I was just wandering if getting 2 more 2GB ram sticks will really do anything or make any noticeable difference in anything with my computer.

right now I have 
4GB (2 x 2GB) G.Skill DDR2 800 ram
3.1GHz Dual core AMD Athlon 64 X 6000+ cpu
Gigabyte MA78GM-S2H micro ATX motherboard (supports 16GB of Ram)
200GB Maxtor HDD
650W Cooler Master Real Power Pro PSU
256mb XFX GeForce 8600GT XXX PCI Express x16 vid card
64bit Vista premium

now the computer so far is running great, I just installed Vista yesterday so I haven't had a chance to really push it but I've spent today downloading all my stuff back onto the computer (its a major upgrade to an old HP media center PC, all thats left is hard drive, which was completely wiped, and the DVD drive, which I'll be replaceing soon because it doesn't recognize some of my games) and it seems to be really fast so far. I can open photoshop elements in 5-6seconds, about 5 times faster then the old components would do it at. The Sims loads insanely fast and plays great on pretty much maxed out settings, and as I type this its doing a decent job downloading Flight Simulator X onto the hard drive.

But I always hear/read people saying that the more Ram you have with Vista the better it runs, and that 4GB is what you need to really run it properly while more is better, 2GB being the real minimum to run it well.
Is this true? Will 8GB really do anything or should I just stick with 4GB?
its only $40 to get another set of what I have, probably less by the time I actually by it:laugh:


----------



## ash369 (Nov 24, 2008)

*Re: Is 8GB of Ram worth it?*

That seems cheap enough, if it were me i'd boost the RAM and upgrade it to 8GB. Nothing but good things can happen with adding more RAM.


----------



## grimx133 (Jan 15, 2008)

*Re: Is 8GB of Ram worth it?*

Have a whack of programs running and then open up task manager and take a look at the performance tab to see how much of your memory you are using. Unless you are getting close to maxing it out and entering page file territory, you aren't going to get a real performance boost from more memory.


----------



## Tumbleweed36 (May 14, 2005)

*Re: Is 8GB of Ram worth it?*

IMHO, 8 gigs is probably a waste of money and 4 gigs will be fine. There just aren't enough applications out there that will benefit from that extra ram.


----------



## vnrao86 (Dec 22, 2008)

*Re: Is 8GB of Ram worth it?*

For vista 64-bit operating system 8GB is very good and that will increase the speed of the computer.Don't increase more than 8GB.For vista 32-bit OS 3GB is good.


***HAPPY XMAS***


----------



## magnethead (Mar 18, 2006)

*Re: Is 8GB of Ram worth it?*



Tumbleweed36 said:


> IMHO, 8 gigs is probably a waste of money and 4 gigs will be fine. There just aren't enough applications out there that will benefit from that extra ram.


agreed


----------



## magnethead (Mar 18, 2006)

*Re: Is 8GB of Ram worth it?*



vnrao86 said:


> For vista 64-bit operating system 8GB is very good and that will increase the speed of the computer.Don't increase more than 8GB.For vista 32-bit OS 3GB is good.
> 
> 
> ***HAPPY XMAS***


Not 100% true. I myself have done a quad core stress test, and only acheived 2.86 page file usage with 87 programs running.

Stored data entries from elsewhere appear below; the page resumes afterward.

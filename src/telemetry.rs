//! Telemetry metric name constants.
//!
//! Centralised metric names for exhibit endpoints. The daemon or embedding
//! application installs its own `metrics` recorder (e.g. prometheus); without
//! a recorder installed, all metric calls are no-ops.
//!
//! # Metric naming conventions
//!
//! All metrics are prefixed with `exhibit_`. Counters end in `_total`,
//! histograms use meaningful units (e.g. `_seconds`).
//!
//! # Common labels
//!
//! - `model` — endpoint model id
//! - `operation` — "predict", "interpret" or "attack"
//! - `status` — outcome: "ok" or "error"

/// Total operation requests handled by endpoints, cached or not.
///
/// Labels: `model`, `operation`, `status` ("ok" | "error").
pub const REQUESTS_TOTAL: &str = "exhibit_requests_total";

/// Operation duration in seconds, including cache lookup.
///
/// Labels: `model`, `operation`.
pub const REQUEST_DURATION_SECONDS: &str = "exhibit_request_duration_seconds";

/// Total response cache hits.
///
/// Labels: `model`, `operation`.
pub const CACHE_HITS_TOTAL: &str = "exhibit_cache_hits_total";

/// Total response cache misses (including calls on a disabled cache).
///
/// Labels: `model`, `operation`.
pub const CACHE_MISSES_TOTAL: &str = "exhibit_cache_misses_total";

/// Total engine failures.
///
/// Labels: `model`, `operation`.
pub const ENGINE_FAILURES_TOTAL: &str = "exhibit_engine_failures_total";
//! Mapping results onto HTTP responses.

use axum::Json;
use axum::http::{HeaderValue, StatusCode};
use axum::response::{IntoResponse, Response};
use serde_json::{Value, json};
use tracing::error;

use crate::ExhibitError;
use crate::cache::Cached;

/// Header set to `1` on responses served from a response cache.
pub const CACHE_HIT_HEADER: &str = "x-cache-hit";

/// Body message for server errors outside development mode.
pub const GENERIC_ERROR_MESSAGE: &str = "Something went wrong.";

impl IntoResponse for Cached<Value> {
    fn into_response(self) -> Response {
        let mut response = Json(self.value).into_response();
        if self.hit {
            response
                .headers_mut()
                .insert(CACHE_HIT_HEADER, HeaderValue::from_static("1"));
        }
        response
    }
}

/// An [`ExhibitError`] on its way to a client.
///
/// Rendered as `{"error": "<message>"}`. Server errors hide their detail
/// unless `expose_internal` is set (development mode).
#[derive(Debug)]
pub struct ApiError {
    pub error: ExhibitError,
    pub expose_internal: bool,
}

impl ApiError {
    pub fn new(error: ExhibitError, expose_internal: bool) -> Self {
        Self {
            error,
            expose_internal,
        }
    }
}

impl IntoResponse for ApiError {
    fn into_response(self) -> Response {
        let status = StatusCode::from_u16(self.error.status_code())
            .unwrap_or(StatusCode::INTERNAL_SERVER_ERROR);

        let message = if self.error.is_client_error() {
            self.error.to_string()
        } else {
            error!(error = %self.error, "request failed");
            if self.expose_internal {
                self.error.to_string()
            } else {
                GENERIC_ERROR_MESSAGE.to_string()
            }
        };

        (status, Json(json!({ "error": message }))).into_response()
    }
}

Also, note that you cannot be in dual channel mode with 3 GB of RAM. I find 2GB often overran, so 4GB is the best overall value.



magnethead said:


> Internet Explorer:
> myspace
> TSF
> CPUZ homepage
> ...


----------



## HawMan (May 12, 2006)

*Re: Is 8GB of Ram worth it?*

to get 3GB in Dual Channel you need to run ( If you have 4 RAM Slots )


1GB in Slot 1 & 3
512mb in slot 2&4

However you may get some stability issues if they are different models / brands of RAM


----------



## magnethead (Mar 18, 2006)

*Re: Is 8GB of Ram worth it?*



HawMan said:


> to get 3GB in Dual Channel you need to run ( If you have 4 RAM Slots )
> 
> 
> 1GB in Slot 1 & 3
> ...


I meant using 2 sticks 

(cost effectiveness + overclockability)


----------



## F1addict (Sep 15, 2008)

*Re: Is 8GB of Ram worth it?*

so maybe I'll hold off. Atleast until my brother builds his computer and I steal his old case. Because there really isn't enough room in my case and I'm kinda worried about over heating anyways. The ram slots are close together and close to the CPU and if I open the computer up I can't even see my ram because all the PSU cables are in the way. :laugh: Stupid micro atx cases. :laugh:

I think I still will do it though, Especially if I see the ram on sale. Because in the future you never know what you'll need as games start using more and more of your system and everything gets more advanced. Vista alone is using about 25% of my Ram ALL the time Thats a gig of ram! And people actually run vista on computers that only have 1 gig of ram.HOW?


----------



## Tumbleweed36 (May 14, 2005)

*Re: Is 8GB of Ram worth it?*

Could be they don't stress their rig as much as you do. Anyway, I agree with the comment about the small cases....kind of a PITA in my opinion. Have a great holiday week.


----------